A. Social bonding: The greatest asset of Eritrea’s youth is the strong bond of common identity and solidarity that they forge among themselves during their initial experience under brutal tyranny at home and their subsequent harrowing odyssey in search of human freedom. It is this social bonding that has sustained the young generation through nearly two decades of unrelenting misery inflicted successively by a series of evil forces, domestic and foreign.
Social bonding affords them a means with which to defend against manipulations and intrigues of inimical forces. Indeed, it is this very asset that blunted the well-funded campaign which internal and external enemies of the Eritrean people have been waging for years to sow division among exiled youth on the basis of ethnicity, region, religion, etc. The same enemies lately tried to create a public perception of a fragmented refugee population by seizing upon altercations that the latter were reported to have been involved in at social events in the Netherlands, Switzerland, Israel, etc.
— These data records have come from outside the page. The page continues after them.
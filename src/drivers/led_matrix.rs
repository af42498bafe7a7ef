//! Frame buffer for the 5×5 WS2812 matrix.
//!
//! Pixels arrive one at a time in chain order with no end-of-frame marker.
//! The buffer latches a frame each time the last pixel of the chain is
//! written and wraps back to index 0, which matches how the physical chain
//! shifts data: the 26th colour lands on the first LED again.
//!
//! The GRB bit-stream encoding is the job of the RMT/PIO driver that reads
//! [`LedMatrix::latched`].

use log::debug;

use crate::pins::{LED_MATRIX_PIXELS, LED_MATRIX_WIDTH};
use crate::render::indicator::{Frame, Rgb, OFF};

pub struct LedMatrix {
    pending: Frame,
    cursor: usize,
    latched: Frame,
    frames: u32,
}

impl Default for LedMatrix {
    fn default() -> Self {
        Self::new()
    }
}

impl LedMatrix {
    pub fn new() -> Self {
        Self {
            pending: [OFF; LED_MATRIX_PIXELS],
            cursor: 0,
            latched: [OFF; LED_MATRIX_PIXELS],
            frames: 0,
        }
    }

    /// Shift one colour into the chain.
    pub fn write_pixel(&mut self, colour: Rgb) {
        self.pending[self.cursor] = colour;
        self.cursor += 1;
        if self.cursor == LED_MATRIX_PIXELS {
            self.cursor = 0;
            self.latched = self.pending;
            self.frames = self.frames.wrapping_add(1);
            debug!("matrix row0 {:?}", &self.latched[..LED_MATRIX_WIDTH]);
        }
    }

    /// Last complete frame.
    pub fn latched(&self) -> &Frame {
        &self.latched
    }

    /// Number of complete frames latched since construction.
    pub fn frame_count(&self) -> u32 {
        self.frames
    }

    /// Index the next written pixel will land on.
    pub fn cursor(&self) -> usize {
        self.cursor
    }
}
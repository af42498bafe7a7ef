//! System configuration parameters
//!
//! All tunable parameters for the WellPump controller.  There is no runtime
//! configuration source: the defaults below are the firmware's compile-time
//! thresholds, gathered in one struct so the control loop can be built and
//! tested with alternative timings.

use serde::{Deserialize, Serialize};

use crate::error::ConfigError;

/// Control loop period (milliseconds).
pub const DEFAULT_TICK_INTERVAL_MS: u32 = 100;
/// Blocking debounce window after a detected button press (milliseconds).
pub const DEFAULT_DEBOUNCE_MS: u32 = 200;
/// Buzzer half-period while the pump runs (microseconds).
pub const DEFAULT_BUZZER_TOGGLE_INTERVAL_US: u64 = 100_000;
/// Ticks between periodic status reports (50 × 100 ms = 5 s).
pub const DEFAULT_STATUS_INTERVAL_TICKS: u32 = 50;

/// Core system configuration
#[derive(Debug, Clone, PartialEq, Eq, Serialize, Deserialize)]
pub struct SystemConfig {
    // --- Timing ---
    /// Sleep between control ticks (milliseconds)
    pub tick_interval_ms: u32,
    /// Debounce window applied after each detected press (milliseconds)
    pub debounce_ms: u32,
    /// Minimum time between buzzer flips while pumping (microseconds)
    pub buzzer_toggle_interval_us: u64,

    // --- Initial sensor state ---
    /// Well starts with enough water (level high)
    pub initial_well_has_water: bool,
    /// Tank starts below its refill threshold
    pub initial_tank_level_low: bool,

    // --- Diagnostics ---
    /// Ticks between status reports on the event sink (0 = disabled)
    pub status_interval_ticks: u32,
}

impl Default for SystemConfig {
    fn default() -> Self {
        Self {
            tick_interval_ms: DEFAULT_TICK_INTERVAL_MS,
            debounce_ms: DEFAULT_DEBOUNCE_MS,
            buzzer_toggle_interval_us: DEFAULT_BUZZER_TOGGLE_INTERVAL_US,

            initial_well_has_water: true,
            initial_tank_level_low: false,

            status_interval_ticks: DEFAULT_STATUS_INTERVAL_TICKS,
        }
    }
}

impl SystemConfig {
    /// Check that every timing parameter is usable by the control loop.
    pub fn validate(&self) -> Result<(), ConfigError> {
        if self.tick_interval_ms == 0 {
            return Err(ConfigError::ValidationFailed("tick_interval_ms must be > 0"));
        }
        if self.buzzer_toggle_interval_us == 0 {
            return Err(ConfigError::ValidationFailed(
                "buzzer_toggle_interval_us must be > 0",
            ));
        }
        // A window shorter than one tick would let a held button re-arm
        // between samples and chatter.
        if self.debounce_ms < self.tick_interval_ms {
            return Err(ConfigError::ValidationFailed(
                "debounce_ms must be >= tick_interval_ms",
            ));
        }
        Ok(())
    }
}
But, authorities and professionals in those countries have characterized the run-ins as spontaneous, alcohol-fueled brawls attributable to the refugees’ deep-seated traumatic experience and their frustration with their present situations in host countries. Never mind the incendiary sectarianism that enemy forces and their hired Eritrean agents have been propagating through social media channels and Paltalk rooms in the guise of “feuding Eritrean youth factions”!
B. New Political Alignment: Eritrean refugees have endured painful ordeals and their situation in host countries remains precarious. Yet, diaspora communities have largely failed to reach out to them and support efforts at rehabilitating their trauma and helping them start a new life. In particular, political groups have exerted little effort to draw young exiles into the opposition fold or to popularize their values and worldview among the successor generation.
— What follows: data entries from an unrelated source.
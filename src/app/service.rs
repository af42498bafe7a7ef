//! Application service — the hexagonal core.
//!
//! [`AppService`] owns the controller state and runs the control loop.
//! All I/O flows through port traits injected at call sites, making the
//! entire loop testable with mock adapters and a virtual clock.
//!
//! ```text
//!   InputPort ──▶ ┌─────────────────────────────┐ ──▶ BuzzerPort
//!                 │         AppService          │ ──▶ DisplayPort
//!   ClockPort ◀──▶│  Sampler · Pump · Renderers │ ──▶ LedStripPort
//!                 └─────────────────────────────┘ ──▶ EventSink
//! ```
//!
//! ## Tick order
//!
//! 1. sample inputs (may block for the debounce window)
//! 2. pump decision + buzzer cadence
//! 3. status text → display
//! 4. indicators → LED matrix
//! 5. events → sink
//!
//! [`cycle`](AppService::cycle) then sleeps the inter-tick interval.

use log::info;

use crate::config::SystemConfig;
use crate::control::pump::PumpController;
use crate::error::Result;
use crate::render::{render_indicators, render_status};
use crate::sensors::sampler::{InputSampler, Toggles};

use super::events::{AppEvent, Sensor, StatusReport};
use super::ports::{BuzzerPort, ClockPort, DisplayPort, EventSink, InputPort, LedStripPort};
use super::state::ControllerState;

/// What happened during one tick.
#[derive(Debug, Clone, Copy, PartialEq, Eq)]
pub struct TickReport {
    /// Sensor flags inverted by this tick's sample.
    pub toggles: Toggles,
    /// `pump_enabled` changed value this tick.
    pub pump_changed: bool,
    /// `buzzer_on` changed value this tick.
    pub buzzer_changed: bool,
    /// State as rendered at the end of the tick.
    pub state: ControllerState,
}

/// The application service orchestrates all domain logic.
pub struct AppService {
    config: SystemConfig,
    state: ControllerState,
    sampler: InputSampler,
    pump: PumpController,
    tick_count: u64,
}

impl AppService {
    /// Construct the service from a validated configuration.
    pub fn new(config: SystemConfig) -> Result<Self> {
        config.validate()?;
        Ok(Self {
            state: ControllerState::from_config(&config),
            sampler: InputSampler::new(),
            pump: PumpController::new(config.buzzer_toggle_interval_us),
            tick_count: 0,
            config,
        })
    }

    // ── Lifecycle ─────────────────────────────────────────────

    /// Announce the initial sensor state.
    pub fn start(&mut self, sink: &mut impl EventSink) {
        info!(
            "AppService started (well_has_water={}, tank_level_low={})",
            self.state.well_has_water, self.state.tank_level_low
        );
        sink.emit(&AppEvent::Started {
            well_has_water: self.state.well_has_water,
            tank_level_low: self.state.tank_level_low,
        });
    }

    /// Run the control loop forever.
    pub fn run(
        &mut self,
        hw: &mut (impl InputPort + BuzzerPort + DisplayPort + LedStripPort),
        clock: &mut impl ClockPort,
        sink: &mut impl EventSink,
    ) -> ! {
        loop {
            self.cycle(hw, clock, sink);
        }
    }

    // ── Per-tick orchestration ────────────────────────────────

    /// One loop iteration: [`tick`](Self::tick), then the inter-tick sleep.
    pub fn cycle(
        &mut self,
        hw: &mut (impl InputPort + BuzzerPort + DisplayPort + LedStripPort),
        clock: &mut impl ClockPort,
        sink: &mut impl EventSink,
    ) -> TickReport {
        let report = self.tick(hw, clock, sink);
        clock.sleep_ms(self.config.tick_interval_ms);
        report
    }

    /// Run one control cycle: sample → decide → render → report.
    ///
    /// The `hw` parameter satisfies every hardware port at once — this
    /// avoids multiple mutable borrows of one adapter while keeping the
    /// port boundary explicit.
    pub fn tick(
        &mut self,
        hw: &mut (impl InputPort + BuzzerPort + DisplayPort + LedStripPort),
        clock: &mut impl ClockPort,
        sink: &mut impl EventSink,
    ) -> TickReport {
        self.tick_count += 1;

        // 1. Inputs (blocks for the debounce window after a press)
        let toggles = self
            .sampler
            .sample(&mut self.state, hw, clock, self.config.debounce_ms);

        // 2. Pump decision + buzzer, timed after any debounce wait
        let update = self.pump.update(&mut self.state, clock.now_us());
        hw.set_buzzer(self.state.buzzer_on);

        // 3–4. Presentation always reflects this tick's decision
        render_status(&self.state, hw);
        render_indicators(&self.state, hw);

        // 5. Events
        self.emit_events(toggles, update.pump_changed, sink);

        TickReport {
            toggles,
            pump_changed: update.pump_changed,
            buzzer_changed: update.buzzer_changed,
            state: self.state,
        }
    }

    // ── Queries ───────────────────────────────────────────────

    /// Current controller state.
    pub fn state(&self) -> &ControllerState {
        &self.state
    }

    /// Total control ticks executed since startup.
    pub fn tick_count(&self) -> u64 {
        self.tick_count
    }

    /// Active configuration.
    pub fn config(&self) -> &SystemConfig {
        &self.config
    }

    /// Status snapshot of the current state.
    pub fn status_report(&self) -> StatusReport {
        StatusReport {
            tick: self.tick_count,
            well_has_water: self.state.well_has_water,
            tank_level_low: self.state.tank_level_low,
            pump_enabled: self.state.pump_enabled,
            buzzer_on: self.state.buzzer_on,
        }
    }

    // ── Internal ──────────────────────────────────────────────

    fn emit_events(&self, toggles: Toggles, pump_changed: bool, sink: &mut impl EventSink) {
        if toggles.well {
            sink.emit(&AppEvent::SensorToggled {
                sensor: Sensor::Well,
                value: self.state.well_has_water,
            });
        }
        if toggles.tank {
            sink.emit(&AppEvent::SensorToggled {
                sensor: Sensor::Tank,
                value: self.state.tank_level_low,
            });
        }
        if pump_changed {
            sink.emit(&AppEvent::PumpChanged {
                running: self.state.pump_enabled,
            });
        }

        let every = u64::from(self.config.status_interval_ticks);
        if every > 0 && self.tick_count % every == 0 {
            sink.emit(&AppEvent::Status(self.status_report()));
        }
    }
}
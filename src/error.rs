//! Unified error types for the WellPump firmware.
//!
//! The steady-state control loop has no recoverable error paths; everything
//! that can fail does so before the loop starts (configuration checks and
//! peripheral bring-up).  All variants are `Copy` so they can be logged and
//! returned without allocation.

use core::fmt;

// ---------------------------------------------------------------------------
// Top-level firmware error
// ---------------------------------------------------------------------------

/// Every fallible startup operation in the firmware funnels into this type.
#[derive(Debug, Clone, Copy, PartialEq, Eq)]
pub enum Error {
    /// Peripheral initialisation failed.
    Init(&'static str),
    /// Configuration is invalid.
    Config(ConfigError),
}

impl fmt::Display for Error {
    fn fmt(&self, f: &mut fmt::Formatter<'_>) -> fmt::Result {
        match self {
            Self::Init(msg) => write!(f, "init: {msg}"),
            Self::Config(e) => write!(f, "config: {e}"),
        }
    }
}

impl std::error::Error for Error {}

// ---------------------------------------------------------------------------
// Configuration errors
// ---------------------------------------------------------------------------

/// Errors from [`SystemConfig::validate`](crate::config::SystemConfig::validate).
#[derive(Debug, Clone, Copy, PartialEq, Eq)]
pub enum ConfigError {
    /// A config field failed range validation.
    /// The `&'static str` describes which field and why.
    ValidationFailed(&'static str),
}

impl fmt::Display for ConfigError {
    fn fmt(&self, f: &mut fmt::Formatter<'_>) -> fmt::Result {
        match self {
            Self::ValidationFailed(msg) => write!(f, "validation failed: {msg}"),
        }
    }
}

impl From<ConfigError> for Error {
    fn from(e: ConfigError) -> Self {
        Self::Config(e)
    }
}

// ---------------------------------------------------------------------------
// Convenience Result alias
// ---------------------------------------------------------------------------

/// Firmware-wide `Result` alias.
pub type Result<T> = core::result::Result<T, Error>;
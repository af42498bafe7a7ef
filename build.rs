fn main() {
    // ESP-IDF link arguments are only needed for the firmware binary.
    // Host builds (tests, simulation) skip the toolchain probe entirely.
    #[cfg(feature = "espidf")]
    embuild::espidf::sysenv::output();
}
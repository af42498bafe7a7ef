//! Pure state → presentation mappings, plus the thin functions that push
//! the result into a display or LED sink.

pub mod indicator;
pub mod status;

pub use indicator::{indicator_frame, render_indicators, Frame, Rgb};
pub use status::{render_status, StatusText};
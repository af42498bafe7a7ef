//! Active buzzer on a plain digital output.
//!
//! The buzzer has its own oscillator, so driving the pin HIGH is enough to
//! sound it; no PWM channel is involved.  The driver remembers the level it
//! last wrote successfully so callers never need to read the pin back.

use embedded_hal::digital::OutputPin;
use log::warn;

pub struct BuzzerDriver<P> {
    pin: P,
    gpio: i32,
    on: bool,
}

impl<P: OutputPin> BuzzerDriver<P> {
    /// Wrap an output pin and drive it LOW.
    pub fn new(pin: P, gpio: i32) -> Self {
        let mut driver = Self {
            pin,
            gpio,
            on: true,
        };
        driver.set(false);
        driver
    }

    /// Drive the buzzer.  On a write error the tracked level is unchanged.
    pub fn set(&mut self, on: bool) {
        let result = if on {
            self.pin.set_high()
        } else {
            self.pin.set_low()
        };
        match result {
            Ok(()) => self.on = on,
            Err(e) => warn!("Buzzer GPIO{} write failed: {:?}", self.gpio, e),
        }
    }

    pub fn is_on(&self) -> bool {
        self.on
    }

    pub fn gpio(&self) -> i32 {
        self.gpio
    }
}
//! GPIO / peripheral pin assignments for the WellPump demo board.
//!
//! Single source of truth — every driver references this module rather than
//! hard-coding pin numbers.  Change a pin here and it propagates everywhere.

// ---------------------------------------------------------------------------
// Level sensors (push-buttons standing in for float switches)
// ---------------------------------------------------------------------------

/// Button A — simulates the well "level high" sensor.
/// Active-low with internal pull-up: pressed reads LOW.
pub const BUTTON_A_GPIO: i32 = 5;
/// Button B — simulates the tank "level low" sensor.
/// Active-low with internal pull-up: pressed reads LOW.
pub const BUTTON_B_GPIO: i32 = 6;

// ---------------------------------------------------------------------------
// Buzzer (plain digital output, not PWM)
// ---------------------------------------------------------------------------

/// Digital output: HIGH = buzzer sounding.
pub const BUZZER_GPIO: i32 = 10;

// ---------------------------------------------------------------------------
// WS2812 5×5 LED matrix
// ---------------------------------------------------------------------------

/// Data line of the addressable LED chain.
pub const LED_MATRIX_GPIO: i32 = 7;
/// Pixels per matrix row.
pub const LED_MATRIX_WIDTH: usize = 5;
/// Total pixels in the chain (5 × 5, row-major).
pub const LED_MATRIX_PIXELS: usize = LED_MATRIX_WIDTH * LED_MATRIX_WIDTH;

// ---------------------------------------------------------------------------
// I²C bus — SSD1306 OLED
// ---------------------------------------------------------------------------

pub const I2C_SDA_GPIO: i32 = 14;
pub const I2C_SCL_GPIO: i32 = 15;
/// I²C bus clock for the display (400 kHz fast mode).
pub const I2C_FREQ_HZ: u32 = 400_000;
/// 7-bit I²C address of the OLED controller.
pub const OLED_I2C_ADDR: u8 = 0x3C;
pub const OLED_WIDTH: u32 = 128;
pub const OLED_HEIGHT: u32 = 64;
On their part, young refugees have shown little enthusiasm to inherit the legacy of an old generation they very much resent for having ‘helped to bring’ a political system that revels in persecuting and enslaving its youth. Having had their physical and mental endurance tested by agonizing ordeals, the young generation believe they have what it takes to articulate a clear vision of their future and that of their country. In a broader context, therefore, Eritrea’s present crisis is essentially a contention between an old generation reluctant to relinquish center stage in the country’s socio-political life and a young generation eager to try out new ideas and strategies of taking the country to a better future.
Nothing exemplifies the political disconnect between the two generations better than the controversy over visits to Eritrea by young refugees. Once they settle into life in their host countries and save enough money, some refugees travel back home to see friends and loved ones they missed, visit a homeland they were forced to flee and reclaim emotionally the normal adolescence they never had. This mission is so important to them that they are willing to suppress their hatred of the regime, sign government’s “regret form” and pay diaspora tax in order to accomplish it. Sadly, the profound sense of identity and social affinity that drive this mission are completely lost to most of the old guard who simplistically accuses the refugees of “capitulating” to the regime!
What many fail to understand is that, on account of that mission, young exiles are tuned in to the country’s realities and to its people in ways that the isolationist and/or conformist older exiles cannot claim about themselves. Armed with a strong sense of identity, a spirit of solidarity and wholehearted embrace of their diversity, these young exiles – along with their compatriots at home – will soon consolidate themselves into a formidable political force which will play its legitimate societal role of charting the country’s political future under a common destiny and in the best interest of their people.